German Gunman Kills 6 at Hamburg Jehovah’s Witnesses Hall

German Gunman Kills 6 at Hamburg Jehovah’s Witnesses Hall
Morticians bring a covered stretcher to their vehicle at a building used by Jehovah's Witnesses in Hamburg, Germany, on March 10, 2023. (Steven Hutchings/Tnn/dpa via AP)
The Associated Press
3/10/2023
Updated:
3/10/2023

HAMBURG, Germany—A gunman stormed a service at his former Jehovah’s Witnesses congregation in Hamburg, killing six people before taking his own life after police arrived, authorities in the German port city said Friday.

Police gave no motive for Thursday night’s attack. But they acknowledged recently receiving an anonymous tip that claimed the man identified as the shooter showed anger toward Jehovah’s Witnesses and might be psychologically unfit to own a gun.

Eight people were wounded, including a woman who was 28 weeks pregnant and lost the baby. Chancellor Olaf Scholz said the death toll could rise.

Officers apparently reached the hall, a boxy building next to an auto repair shop a few kilometers (miles) from downtown, while the attack was ongoing—and heard one more shot after they arrived, according to witnesses and authorities. They did not fire their weapons, but officials said their intervention likely prevented further loss of life.

Scholz, a former Hamburg mayor, lamented the “terrible incident in my home city.”

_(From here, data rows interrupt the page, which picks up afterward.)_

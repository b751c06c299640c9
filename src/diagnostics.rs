//! Diagnostics for rendered templates.
//!
//! Checks a rendered template before it is pasted into the template editor.
//! Findings never change the output.

use std::collections::BTreeSet;
use std::fmt;
use std::sync::LazyLock;

use regex::Regex;

use crate::config::{
    DiagnosticsConfig,
    Severity,
};
use crate::input::translation::TranslationTable;
use crate::report::{
    group_thousands,
    to_i64,
};
use crate::syntax::{
    NestedPlaceholder,
    Placeholder,
};
use crate::types::SourcePosition;

/// Elements every email client expects, by display name.
#[allow(clippy::expect_used)]
static REQUIRED_ELEMENTS: LazyLock<Vec<(&'static str, Regex)>> = LazyLock::new(|| {
    [
        ("DOCTYPE", r"(?i)<!DOCTYPE\s+html"),
        ("html tag with lang", r"(?i)<html[^>]+lang="),
        ("charset meta", r"(?i)<meta[^>]+charset"),
        ("viewport meta", r"(?i)<meta[^>]+viewport"),
        ("title tag", r"(?i)<title>[^<]+</title>"),
    ]
    .into_iter()
    .map(|(name, pattern)| (name, Regex::new(pattern).expect("element pattern is valid")))
    .collect()
});

/// Markup Outlook needs to render the template, by display name.
#[allow(clippy::expect_used)]
static MSO_ELEMENTS: LazyLock<Vec<(&'static str, Regex)>> = LazyLock::new(|| {
    [
        ("MSO conditional comment", r"(?i)<!--\[if\s+mso"),
        ("Office namespace (xmlns:o)", r"(?i)xmlns:o="),
        ("VML namespace (xmlns:v)", r"(?i)xmlns:v="),
        ("OfficeDocumentSettings", r"(?i)o:OfficeDocumentSettings"),
    ]
    .into_iter()
    .map(|(name, pattern)| (name, Regex::new(pattern).expect("element pattern is valid")))
    .collect()
});

/// `src` attributes loading over plain HTTP.
#[allow(clippy::expect_used)]
static INSECURE_IMAGE: LazyLock<Regex> = LazyLock::new(|| {
    Regex::new(r#"(?i)src=["'](http://[^"']+)["']"#).expect("image pattern is valid")
});

/// Opener of a conditional comment.
#[allow(clippy::expect_used)]
static CONDITIONAL_OPEN: LazyLock<Regex> =
    LazyLock::new(|| Regex::new(r"(?i)<!--\[if\b").expect("conditional pattern is valid"));

/// Closer of a conditional comment.
#[allow(clippy::expect_used)]
static CONDITIONAL_CLOSE: LazyLock<Regex> =
    LazyLock::new(|| Regex::new(r"(?i)<!\[endif\]").expect("conditional pattern is valid"));

#[derive(Debug, Clone, PartialEq, Eq)]
pub struct Diagnostic {
    pub severity: Severity,
    pub message: String,
    /// Position in the source template, when the finding maps to one.
    pub position: Option<SourcePosition>,
}

impl Diagnostic {
    #[must_use]
    pub fn error(message: impl Into<String>) -> Self {
        Self { severity: Severity::Error, message: message.into(), position: None }
    }

    #[must_use]
    pub fn warning(message: impl Into<String>) -> Self {
        Self { severity: Severity::Warning, message: message.into(), position: None }
    }

    #[must_use]
    pub const fn at(mut self, position: SourcePosition) -> Self {
        self.position = Some(position);
        self
    }

    /// Emits the diagnostic through `tracing`.
    pub fn log(&self, language: &str) {
        match self.severity {
            Severity::Error => tracing::error!(language, "{self}"),
            Severity::Warning => tracing::warn!(language, "{self}"),
        }
    }
}

impl fmt::Display for Diagnostic {
    fn fmt(&self, f: &mut fmt::Formatter<'_>) -> fmt::Result {
        match self.position {
            Some(position) => write!(f, "{position}: {}", self.message),
            None => f.write_str(&self.message),
        }
    }
}

/// Everything the checks look at for one language.
#[derive(Debug, Clone, Copy)]
pub struct DiagnosticInput<'a> {
    pub language: &'a str,
    pub table: &'a TranslationTable,
    /// Minified output.
    pub output: &'a str,
    pub size_limit: usize,
    /// Template tokens without a value, outside stripped comments.
    pub unresolved: &'a [Placeholder],
    /// Tokens left inside inserted values, outside stripped comments.
    pub unresolved_in_values: &'a [NestedPlaceholder],
    pub used_keys: &'a BTreeSet<String>,
}

/// Runs every check enabled in `config`.
#[must_use]
pub fn generate_diagnostics(input: &DiagnosticInput<'_>, config: DiagnosticsConfig) -> Vec<Diagnostic> {
    let mut diagnostics = Vec::new();

    diagnostics.extend(check_size(input.output, input.size_limit));
    diagnostics.extend(check_language_known(input.table, input.language));
    diagnostics.extend(check_empty_values(input.table, input.language));

    if config.missing_translations {
        diagnostics.extend(check_missing_translations(input.table, input.language));
    }
    if config.unresolved_placeholders {
        diagnostics.extend(check_unresolved(input.unresolved, input.language));
        diagnostics.extend(check_unresolved_in_values(input.unresolved_in_values, input.language));
    }
    if config.unused_keys {
        diagnostics.extend(check_unused_keys(input.table, input.language, input.used_keys));
    }

    diagnostics.extend(check_conditional_comments(input.output));
    if config.html_structure {
        diagnostics.extend(check_required_elements(input.output));
        diagnostics.extend(check_mso_elements(input.output));
    }
    diagnostics.extend(check_image_sources(input.output));

    diagnostics
}

/// Character count of `output` against `limit`.
#[must_use]
pub fn check_size(output: &str, limit: usize) -> Option<Diagnostic> {
    let size = output.chars().count();
    (size > limit).then(|| {
        Diagnostic::error(format!(
            "Output is {} characters, {} over the {} character limit",
            group_thousands(to_i64(size)),
            group_thousands(to_i64(size - limit)),
            group_thousands(to_i64(limit)),
        ))
    })
}

#[must_use]
pub fn check_language_known(table: &TranslationTable, language: &str) -> Option<Diagnostic> {
    (!table.is_empty() && !table.languages().contains(language)).then(|| {
        Diagnostic::warning(format!("No translation has a value for language '{language}'"))
    })
}

#[must_use]
pub fn check_unresolved(unresolved: &[Placeholder], language: &str) -> Vec<Diagnostic> {
    unresolved
        .iter()
        .map(|placeholder| {
            Diagnostic::warning(format!(
                "Placeholder '{{{{{}}}}}' has no '{language}' translation and was left as is",
                placeholder.key
            ))
            .at(placeholder.position)
        })
        .collect()
}

/// Tokens an inserted value still contains, positioned at the template token
/// that inserted the value.
#[must_use]
pub fn check_unresolved_in_values(nested: &[NestedPlaceholder], language: &str) -> Vec<Diagnostic> {
    nested
        .iter()
        .map(|placeholder| {
            Diagnostic::warning(format!(
                "Placeholder '{{{{{}}}}}' inside the '{}' translation has no '{language}' value and was left as is",
                placeholder.key, placeholder.host.key
            ))
            .at(placeholder.host.position)
        })
        .collect()
}

#[must_use]
pub fn check_empty_values(table: &TranslationTable, language: &str) -> Vec<Diagnostic> {
    table
        .keys_with_empty_value(language)
        .into_iter()
        .map(|key| Diagnostic::warning(format!("Translation key '{key}' has an empty '{language}' value")))
        .collect()
}

/// Skipped when no key has the language at all; [`check_language_known`]
/// reports that case once.
#[must_use]
pub fn check_missing_translations(table: &TranslationTable, language: &str) -> Vec<Diagnostic> {
    if !table.languages().contains(language) {
        return Vec::new();
    }
    table
        .keys_missing_language(language)
        .into_iter()
        .map(|key| Diagnostic::warning(format!("Translation key '{key}' has no '{language}' value")))
        .collect()
}

#[must_use]
pub fn check_unused_keys(
    table: &TranslationTable,
    language: &str,
    used_keys: &BTreeSet<String>,
) -> Vec<Diagnostic> {
    table
        .unused_keys(language, used_keys)
        .into_iter()
        .map(|key| Diagnostic::warning(format!("Translation key '{key}' is not used by the template")))
        .collect()
}

/// `<!--[if ...]>` openers against `<![endif]` closers.
#[must_use]
pub fn check_conditional_comments(html: &str) -> Option<Diagnostic> {
    let opened = CONDITIONAL_OPEN.find_iter(html).count();
    let closed = CONDITIONAL_CLOSE.find_iter(html).count();

    (opened != closed).then(|| {
        Diagnostic::warning(format!(
            "Unbalanced conditional comments: {opened} '<!--[if' opener(s), {closed} '<![endif]' closer(s)"
        ))
    })
}

#[must_use]
pub fn check_required_elements(html: &str) -> Vec<Diagnostic> {
    REQUIRED_ELEMENTS
        .iter()
        .filter(|(_, pattern)| !pattern.is_match(html))
        .map(|(name, _)| Diagnostic::warning(format!("Missing required element: {name}")))
        .collect()
}

#[must_use]
pub fn check_mso_elements(html: &str) -> Vec<Diagnostic> {
    MSO_ELEMENTS
        .iter()
        .filter(|(_, pattern)| !pattern.is_match(html))
        .map(|(name, _)| Diagnostic::warning(format!("Missing Outlook element: {name}")))
        .collect()
}

#[must_use]
pub fn check_image_sources(html: &str) -> Vec<Diagnostic> {
    INSECURE_IMAGE
        .captures_iter(html)
        .filter_map(|caps| caps.get(1))
        .map(|src| Diagnostic::warning(format!("Image uses HTTP instead of HTTPS: {}", src.as_str())))
        .collect()
}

“We are speechless in view of this violence,” Scholz said at an event in Munich. “We are mourning those whose lives were taken so brutally.”

All of the victims were German citizens apart from two wounded women, one with Ugandan citizenship, and one with Ukrainian.

Officials said the suspected gunman was a 35-year-old German national identified only as Philipp F., in line with the country’s privacy rules. Police said he had left the congregation “voluntarily, but apparently not on good terms,” about a year and a half ago.

Hamburg police chief Ralf Martin Meyer said the man was visited by police after they received an anonymous tip in January, claiming he “bore particular anger toward religious believers, in particular toward Jehovah’s Witnesses and his former employer.”

Officers said the man was cooperative and found no grounds to take away his weapon, according to Meyer.

“The bottom line is that an anonymous tip in which someone says they’re worried a person might have a psychological illness, isn’t in itself a basis for [such] measures,” he said.

On Friday morning, forensic investigators in protective white suits could be seen outside the Jehovah’s Witnesses Kingdom Hall. As a light snow fell, officers placed yellow cones on the ground and windowsills to mark evidence.

Hamburg’s top security official said a special operations unit that happened to be near the hall arrived just minutes after receiving the first emergency call at 9:04 p.m. The officers were able to separate the gunman from the congregation.

“We can assume that they saved many people’s lives this way,” Hamburg state Interior Minister Andy Grote told reporters.

Upon arrival, officers found people with apparent gunshot wounds on the ground floor, and then heard a shot from an upper floor, where they found a fatally wounded person believed to be the shooter, according to police spokesman Holger Vehren. They did not fire their weapons.

Jehovah’s Witnesses are part of an international church, founded in the United States in the 19th century and headquartered in Warwick, New York. It claims a worldwide membership of about 8.7 million, with about 170,000 in Germany.

David Semonian, a U.S.-based spokesman for Jehovah’s Witnesses, said in an emailed statement early Friday that members “worldwide grieve for the victims of this traumatic event.”

“The congregation elders in the local area are providing pastoral care for those affected by the event,” he wrote.

By Friday afternoon, the bodies of the victims had been removed from the hall, and residents laid flowers outside to commemorate the victims.